※ HUST-19
1. The HUST-19 1.0 is released on August 18, 2020:
    For training the individual image-based model in HUST-19, we manually labelled 19,685 CT slices, including 5705 non-informative CT (NiCT), 4001 positive CT (pCT) and 9979 negative CT (nCT) slices, randomly selected from 61 and 43 patients with and without COVID-19 pneumonia.

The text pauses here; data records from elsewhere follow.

#[cfg(test)]
mod tests {
    use super::*;
    use std::sync::atomic::{AtomicUsize, Ordering};
    use parking_lot::Mutex;

    struct First(Arc<AtomicUsize>);
    impl Activity for First {
        fn descriptor(&self) -> crate::activity::ActivityDescriptor {
            crate::activity::ActivityDescriptor::new(ActivityId::new("test", "First"))
        }
        fn execute<'a>(
            &'a self,
            _ctx: RunContext<'a>,
        ) -> std::pin::Pin<Box<dyn std::future::Future<Output = Result<(), String>> + Send + 'a>>
        {
            Box::pin(async move {
                self.0.fetch_add(1, Ordering::SeqCst);
                Ok(())
            })
        }
    }

    struct Second {
        dep: crate::activity::Injected<First>,
        order: Arc<AtomicUsize>,
    }
    impl Activity for Second {
        fn descriptor(&self) -> crate::activity::ActivityDescriptor {
            crate::activity::ActivityDescriptor::new(ActivityId::new("test", "Second"))
                .depends_on(&self.dep)
        }
        fn execute<'a>(
            &'a self,
            _ctx: RunContext<'a>,
        ) -> std::pin::Pin<Box<dyn std::future::Future<Output = Result<(), String>> + Send + 'a>>
        {
            Box::pin(async move {
                assert!(self.dep.is_set());
                self.order.fetch_add(1, Ordering::SeqCst);
                Ok(())
            })
        }
    }

    #[tokio::test]
    async fn linear_dependency_runs_in_order() {
        let counter = Arc::new(AtomicUsize::new(0));
        let mut orchestrator = Orchestrator::new(None, FactoryRegistry::new());
        orchestrator.add_activity(First(counter.clone()));
        let dep = crate::activity::Injected::new();
        orchestrator.add_activity(Second {
            dep,
            order: counter.clone(),
        });

        let token = CancellationToken::new();
        orchestrator.execute(&token).await.unwrap();

        assert_eq!(counter.load(Ordering::SeqCst), 2);
        let results = orchestrator.all_results();
        assert!(results.values().all(|r| r.is_success()));
    }

    #[tokio::test]
    async fn duplicate_activity_id_fails_wiring() {
        let mut orchestrator = Orchestrator::new(None, FactoryRegistry::new());
        orchestrator.add_activity(First(Arc::new(AtomicUsize::new(0))));
        orchestrator.add_activity(First(Arc::new(AtomicUsize::new(0))));
        let token = CancellationToken::new();
        let err = orchestrator.execute(&token).await.unwrap_err();
        assert!(matches!(err, OrchestratorError::DuplicateActivityId(_)));
    }

    /// An anonymous, ordering-only dependency via `.after::<T>()`: `After`
    /// has no field referencing `First`'s instance at all, so there is
    /// nothing for the body to read — but the orchestrator still must not
    /// start `After` until `First` has finished (B4).
    struct After {
        order: Arc<AtomicUsize>,
        observed: Arc<Mutex<usize>>,
    }
    impl Activity for After {
        fn descriptor(&self) -> crate::activity::ActivityDescriptor {
            crate::activity::ActivityDescriptor::new(ActivityId::new("test", "After")).after::<First>()
        }
        fn execute<'a>(
            &'a self,
            _ctx: RunContext<'a>,
        ) -> std::pin::Pin<Box<dyn std::future::Future<Output = Result<(), String>> + Send + 'a>>
        {
            Box::pin(async move {
                *self.observed.lock() = self.order.fetch_add(1, Ordering::SeqCst);
                Ok(())
            })
        }
    }

    #[tokio::test]
    async fn anonymous_dependency_enforces_ordering_without_body_access() {
        let counter = Arc::new(AtomicUsize::new(0));
        let observed = Arc::new(Mutex::new(usize::MAX));
        let mut orchestrator = Orchestrator::new(None, FactoryRegistry::new());
        orchestrator.add_activity(First(counter.clone()));
        orchestrator.add_activity(After {
            order: counter.clone(),
            observed: observed.clone(),
        });

        let token = CancellationToken::new();
        orchestrator.execute(&token).await.unwrap();

        // `After` ran strictly after `First`'s increment, even though it
        // holds no handle to `First`'s instance.
        assert_eq!(*observed.lock(), 1);
    }

    struct Failing;
    impl Activity for Failing {
        fn descriptor(&self) -> crate::activity::ActivityDescriptor {
            crate::activity::ActivityDescriptor::new(ActivityId::new("test", "Failing"))
        }
        fn execute<'a>(
            &'a self,
            _ctx: RunContext<'a>,
        ) -> std::pin::Pin<Box<dyn std::future::Future<Output = Result<(), String>> + Send + 'a>>
        {
            Box::pin(async move { Err("boom".to_string()) })
        }
    }

    struct DependsOnFailing {
        dep: crate::activity::Injected<Failing>,
        ran: Arc<AtomicUsize>,
    }
    impl Activity for DependsOnFailing {
        fn descriptor(&self) -> crate::activity::ActivityDescriptor {
            crate::activity::ActivityDescriptor::new(ActivityId::new("test", "DependsOnFailing"))
                .depends_on(&self.dep)
        }
        fn execute<'a>(
            &'a self,
            _ctx: RunContext<'a>,
        ) -> std::pin::Pin<Box<dyn std::future::Future<Output = Result<(), String>> + Send + 'a>>
        {
            Box::pin(async move {
                self.ran.fetch_add(1, Ordering::SeqCst);
                Ok(())
            })
        }
    }

    #[tokio::test]
    async fn dependency_failure_skips_transitive_dependents_with_nil_error() {
        let ran = Arc::new(AtomicUsize::new(0));
        let mut orchestrator = Orchestrator::new(None, FactoryRegistry::new());
        orchestrator.add_activity(Failing);
        let dep = crate::activity::Injected::new();
        orchestrator.add_activity(DependsOnFailing {
            dep,
            ran: ran.clone(),
        });

        let token = CancellationToken::new();
        let err = orchestrator.execute(&token).await.unwrap_err();
        assert!(err.to_string().contains("boom"));

        assert_eq!(ran.load(Ordering::SeqCst), 0);
        let results = orchestrator.all_results();
        let failing = results.get(&ActivityId::new("test", "Failing")).unwrap();
        assert!(failing.state == pbsflow_common::ActivityState::Completed && failing.error.is_some());
        let dependent = results.get(&ActivityId::new("test", "DependsOnFailing")).unwrap();
        assert_eq!(dependent.state, pbsflow_common::ActivityState::Skipped);
        assert!(dependent.error.is_none());
    }
}
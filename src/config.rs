//! Layered YAML configuration (§6): a typed server config plus an opaque
//! workflow config tree consulted by activities via dotted paths.
//!
//! Held behind an [`arc_swap::ArcSwap`] so `/reload` swaps the whole tree
//! atomically; a workflow already running keeps the `Arc<EngineConfig>`
//! snapshot it was built against (§9 "shared vs fresh dependencies on
//! reload") rather than observing a reload mid-run.

use std::path::Path;

use anyhow::{Context, Result};
use serde::{Deserialize, Serialize};

/// Top-level configuration document, as loaded from disk and as served
/// (redacted) from `GET /config`.
#[derive(Debug, Clone, Serialize, Deserialize)]
pub struct EngineConfig {
    pub listener: ListenerConfig,
    #[serde(default)]
    pub cron: Vec<CronTriggerConfig>,
    pub state_dir: String,
    #[serde(default = "default_log_level")]
    pub log_level: String,
    #[serde(default)]
    pub workflow_config: serde_yaml::Value,
}

fn default_log_level() -> String {
    "info".to_string()
}

#[derive(Debug, Clone, Serialize, Deserialize)]
pub struct ListenerConfig {
    pub addr: String,
    #[serde(default, skip_serializing_if = "Option::is_none")]
    pub tls_cert: Option<String>,
    #[serde(default, skip_serializing_if = "Option::is_none")]
    pub tls_key: Option<String>,
}

/// One multi-trigger cron entry (§4.7): N workflow names fired together on
/// one schedule.
#[derive(Debug, Clone, Serialize, Deserialize)]
pub struct CronTriggerConfig {
    pub workflows: Vec<String>,
    pub schedule: String,
}

/// Marker wrapper for workflow-config fields that must be redacted when the
/// tree is served over `GET /config`. Activities still see the real value —
/// redaction only applies to the tree as rendered for the HTTP response.
#[derive(Debug, Clone, Serialize, Deserialize)]
#[serde(rename = "sensitive")]
pub struct Sensitive<T>(pub T);

impl EngineConfig {
    pub fn load(path: &Path) -> Result<Self> {
        let raw = std::fs::read_to_string(path)
            .with_context(|| format!("reading config file at {}", path.display()))?;
        let config: Self = serde_yaml::from_str(&raw)
            .with_context(|| format!("parsing config file at {}", path.display()))?;
        Ok(config)
    }

    /// A copy of this config's workflow tree with every mapping key that
    /// looks like a sensitive marker (`"sensitive"` wrapper, or a key named
    /// `password`/`token`/`secret`) replaced with a redaction marker.
    pub fn redacted(&self) -> Self {
        let mut clone = self.clone();
        clone.workflow_config = redact_value(&self.workflow_config);
        clone
    }
}

const REDACTED_KEYS: &[&str] = &["password", "token", "secret", "api_key"];

fn redact_value(value: &serde_yaml::Value) -> serde_yaml::Value {
    match value {
        serde_yaml::Value::Mapping(map) => {
            let mut out = serde_yaml::Mapping::new();
            for (k, v) in map {
                let is_sensitive_key = k
                    .as_str()
                    .map(|s| REDACTED_KEYS.contains(&s.to_ascii_lowercase().as_str()))
                    .unwrap_or(false);
                let redacted = if is_sensitive_key {
                    serde_yaml::Value::String("***redacted***".to_string())
                } else {
                    redact_value(v)
                };
                out.insert(k.clone(), redacted);
            }
            serde_yaml::Value::Mapping(out)
        }
        serde_yaml::Value::Sequence(seq) => {
            serde_yaml::Value::Sequence(seq.iter().map(redact_value).collect())
        }
        other => other.clone(),
    }
}

/// Resolve a dotted path (`"database.host"`) against a config tree.
///
/// Each segment is matched by exact key first, then by a capitalized
/// variant of the segment — the typed-reflection design's "exact field
/// name, then capitalized" rule collapsed onto a raw YAML mapping, where
/// there is no struct field to reflect on.
pub fn resolve_config_path(tree: &serde_yaml::Value, path: &str) -> Option<serde_yaml::Value> {
    let mut current = tree;
    for segment in path.split('.') {
        let mapping = current.as_mapping()?;
        let exact = mapping.get(serde_yaml::Value::String(segment.to_string()));
        let found = exact.or_else(|| {
            let mut chars = segment.chars();
            let capitalized = match chars.next() {
                Some(c) => c.to_uppercase().collect::<String>() + chars.as_str(),
                None => return None,
            };
            mapping.get(serde_yaml::Value::String(capitalized))
        })?;
        current = found;
    }
    Some(current.clone())
}
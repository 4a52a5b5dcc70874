//! The activity contract (§3, §4.1, §9).
//!
//! The canonical design discovers dependency/service/config fields by
//! reflecting on an activity struct. Rust has no runtime reflection, so
//! each activity instead builds an [`ActivityDescriptor`] — the typed
//! analogue of the reflected struct tags — declaring its edges up front.
//! Dependency and service handles are [`Injected<T>`] slots: write-once
//! cells the orchestrator fills in during wiring, read afterwards from
//! `init`/`execute`.

use std::any::{Any, TypeId};
use std::sync::{Arc, OnceLock};

pub use pbsflow_common::ActivityId;

/// A write-once slot for a dependency or service handed to an activity by
/// the orchestrator before `init()` runs. Cloning shares the same slot —
/// the orchestrator wiring phase clones the slot out of the descriptor,
/// fills it in, and the activity's own clone (kept as a struct field) then
/// observes the same value.
pub struct Injected<T: ?Sized> {
    slot: Arc<OnceLock<Arc<T>>>,
}

impl<T: ?Sized> Clone for Injected<T> {
    fn clone(&self) -> Self {
        Self {
            slot: self.slot.clone(),
        }
    }
}

impl<T: ?Sized> Default for Injected<T> {
    fn default() -> Self {
        Self {
            slot: Arc::new(OnceLock::new()),
        }
    }
}

impl<T: ?Sized> Injected<T> {
    pub fn new() -> Self {
        Self::default()
    }

    /// Access the wired value. Panics if called before wiring completed —
    /// the orchestrator's nil-check (§4.1 step 6) guarantees this never
    /// happens for a named dependency that survives wiring into `init()`.
    pub fn get(&self) -> &T {
        self.slot
            .get()
            .expect("Injected<T> read before the orchestrator wired it")
            .as_ref()
    }

    pub fn is_set(&self) -> bool {
        self.slot.get().is_some()
    }

    pub(crate) fn set(&self, value: Arc<T>) {
        // A slot is filled exactly once, by the orchestrator's single
        // wiring pass; a second `set` silently no-ops rather than panics.
        let _ = self.slot.set(value);
    }
}

type AssignFn = Box<dyn Fn(Arc<dyn Any + Send + Sync>) -> Result<(), String> + Send + Sync>;
type ConfigAssignFn = Box<dyn Fn(&serde_yaml::Value) -> Result<(), String> + Send + Sync>;

/// A named, body-accessible dependency edge.
pub(crate) struct NamedDependency {
    pub target_type: TypeId,
    pub target_type_name: &'static str,
    pub assign: AssignFn,
}

/// An anonymous, ordering-only dependency edge.
pub(crate) struct OrderingDependency {
    pub target_type: TypeId,
    pub target_type_name: &'static str,
}

/// A service requested from the factory registry.
pub(crate) struct ServiceDependency {
    pub service_type: TypeId,
    pub service_type_name: &'static str,
    pub assign: AssignFn,
}

/// A config field bound to a dotted path in the configuration tree.
pub(crate) struct ConfigDependency {
    pub path: String,
    pub assign: ConfigAssignFn,
}

/// The set of edges one activity declares. Built once by the activity's
/// [`Activity::descriptor`] and consumed during the orchestrator's wiring
/// phase; never touched again afterwards.
#[derive(Default)]
pub struct ActivityDescriptor {
    pub(crate) id: Option<ActivityId>,
    pub(crate) named_deps: Vec<NamedDependency>,
    pub(crate) ordering_deps: Vec<OrderingDependency>,
    pub(crate) services: Vec<ServiceDependency>,
    pub(crate) configs: Vec<ConfigDependency>,
}

impl ActivityDescriptor {
    pub fn new(id: ActivityId) -> Self {
        Self {
            id: Some(id),
            ..Default::default()
        }
    }

    /// Declare a named (body-accessible) dependency on another activity of
    /// type `T`, filling `slot` once `T`'s instance has finished wiring.
    pub fn depends_on<T: Send + Sync + 'static>(mut self, slot: &Injected<T>) -> Self {
        let slot = slot.clone();
        self.named_deps.push(NamedDependency {
            target_type: TypeId::of::<T>(),
            target_type_name: std::any::type_name::<T>(),
            assign: Box::new(move |any: Arc<dyn Any + Send + Sync>| {
                any.downcast::<T>()
                    .map(|typed| slot.set(typed))
                    .map_err(|_| "dependency type mismatch".to_string())
            }),
        });
        self
    }

    /// Declare an anonymous, ordering-only dependency on another activity of
    /// type `T`: an edge is recorded, but the body never sees `T`'s instance.
    pub fn after<T: 'static>(mut self) -> Self {
        self.ordering_deps.push(OrderingDependency {
            target_type: TypeId::of::<T>(),
            target_type_name: std::any::type_name::<T>(),
        });
        self
    }

    /// Declare a service requested from the factory registry.
    pub fn needs<S: Send + Sync + 'static>(mut self, slot: &Injected<S>) -> Self {
        let slot = slot.clone();
        self.services.push(ServiceDependency {
            service_type: TypeId::of::<S>(),
            service_type_name: std::any::type_name::<S>(),
            assign: Box::new(move |any: Arc<dyn Any + Send + Sync>| {
                any.downcast::<S>()
                    .map(|typed| slot.set(typed))
                    .map_err(|_| "service type mismatch".to_string())
            }),
        });
        self
    }

    /// Bind a config field to a dotted path in the configuration tree.
    pub fn config<T>(mut self, path: impl Into<String>, slot: &Injected<T>) -> Self
    where
        T: serde::de::DeserializeOwned + Send + Sync + 'static,
    {
        let slot = slot.clone();
        self.configs.push(ConfigDependency {
            path: path.into(),
            assign: Box::new(move |value: &serde_yaml::Value| {
                serde_yaml::from_value::<T>(value.clone())
                    .map(|typed| slot.set(Arc::new(typed)))
                    .map_err(|e| e.to_string())
            }),
        });
        self
    }
}

/// One unit of work in an orchestrator (§3 "Activity").
pub trait Activity: Send + Sync + 'static {
    /// Declare this activity's dependencies, services, and config bindings.
    fn descriptor(&self) -> ActivityDescriptor;

    /// Structural validation after injection, before any activity executes.
    fn init(&self) -> Result<(), String> {
        Ok(())
    }

    /// The activity's body, called once all named/ordering dependencies
    /// have completed successfully.
    fn execute<'a>(
        &'a self,
        ctx: crate::orchestrator::RunContext<'a>,
    ) -> std::pin::Pin<Box<dyn std::future::Future<Output = Result<(), String>> + Send + 'a>>;
}
//! Diagnostics go to stderr so stdout carries nothing but the report.

use tracing_subscriber::{EnvFilter, layer::SubscriberExt, util::SubscriberInitExt};

const DEFAULT_LEVEL: &str = "warn";

/// Map user-facing level names onto filter directives, falling back to
/// [`DEFAULT_LEVEL`] for anything unrecognised.
fn normalize_level(log_level: &str) -> &'static str {
    match log_level.trim().to_lowercase().as_str() {
        "trace" => "trace",
        "debug" => "debug",
        "info" => "info",
        "warn" | "warning" => "warn",
        "error" | "critical" => "error",
        _ => DEFAULT_LEVEL,
    }
}

pub fn init_logging(log_level: &str) {
    let env_filter = EnvFilter::new(normalize_level(log_level));

    tracing_subscriber::registry()
        .with(env_filter)
        .with(tracing_subscriber::fmt::layer().with_writer(std::io::stderr).with_target(false))
        .init();
}
//! Binary crate for the `weather-now` command-line tool.
//!
//! This crate focuses on:
//! - Parsing CLI arguments
//! - Logging setup
//! - Turning failures into a log line and an exit code

use std::process::ExitCode;

use clap::Parser;
use tracing::error;

mod cli;
mod logging;

#[tokio::main(flavor = "current_thread")]
async fn main() -> ExitCode {
    let cmd = cli::Cli::parse();
    logging::init_logging(&cmd.log_level);

    match cmd.run().await {
        Ok(()) => ExitCode::SUCCESS,
        Err(err) => {
            error!("{err:#}");
            ExitCode::FAILURE
        }
    }
}
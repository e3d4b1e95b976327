use async_trait::async_trait;
use std::fmt::Debug;

use crate::{error::Result, model::Location};

pub mod openweather;

/// Source of raw current-weather payloads.
#[async_trait]
pub trait WeatherProvider: Send + Sync + Debug {
    /// Issue one request for `location` and return the full response body.
    async fn fetch_current(&self, location: &Location) -> Result<Vec<u8>>;
}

    For training models to predict morbidity outcomes, we used 197,068 CT slices and 127 types of CF data from 222 control, 438 Type I, and 211 Type II patients in the Cohort 1. We use the Cohort 2 as an independent dataset to test HUST-19, which still exhibits a promising accuracy. In the Cohort 2, there are 91,430 CT slices and CF data from 106 controls, 182 Type I patients, and 63 Type II patients. For training models to predict mortality outcomes, the Cohort 1 and 2 are merged with 169,933 CT slices and CF data from 662 cured and 57 deceased cases, due to data limitation. All computational models of HUST-19 are made available under a CC BY-NC 4.0 license.

2. Inception Net V3 and ChexNet:
    Besides HUST-19, we also implemented two additional open-source CNN frameworks, Inception Net V3 (Szegedy, C., et al., 2016) and ChexNet (Rajpurkar, P., et al., 2017), for predicting morbidity or mortality outcomes using our CT data, respectively. Inception Net V3 and ChexNet models are also made available under a CC BY-NC 4.0 license.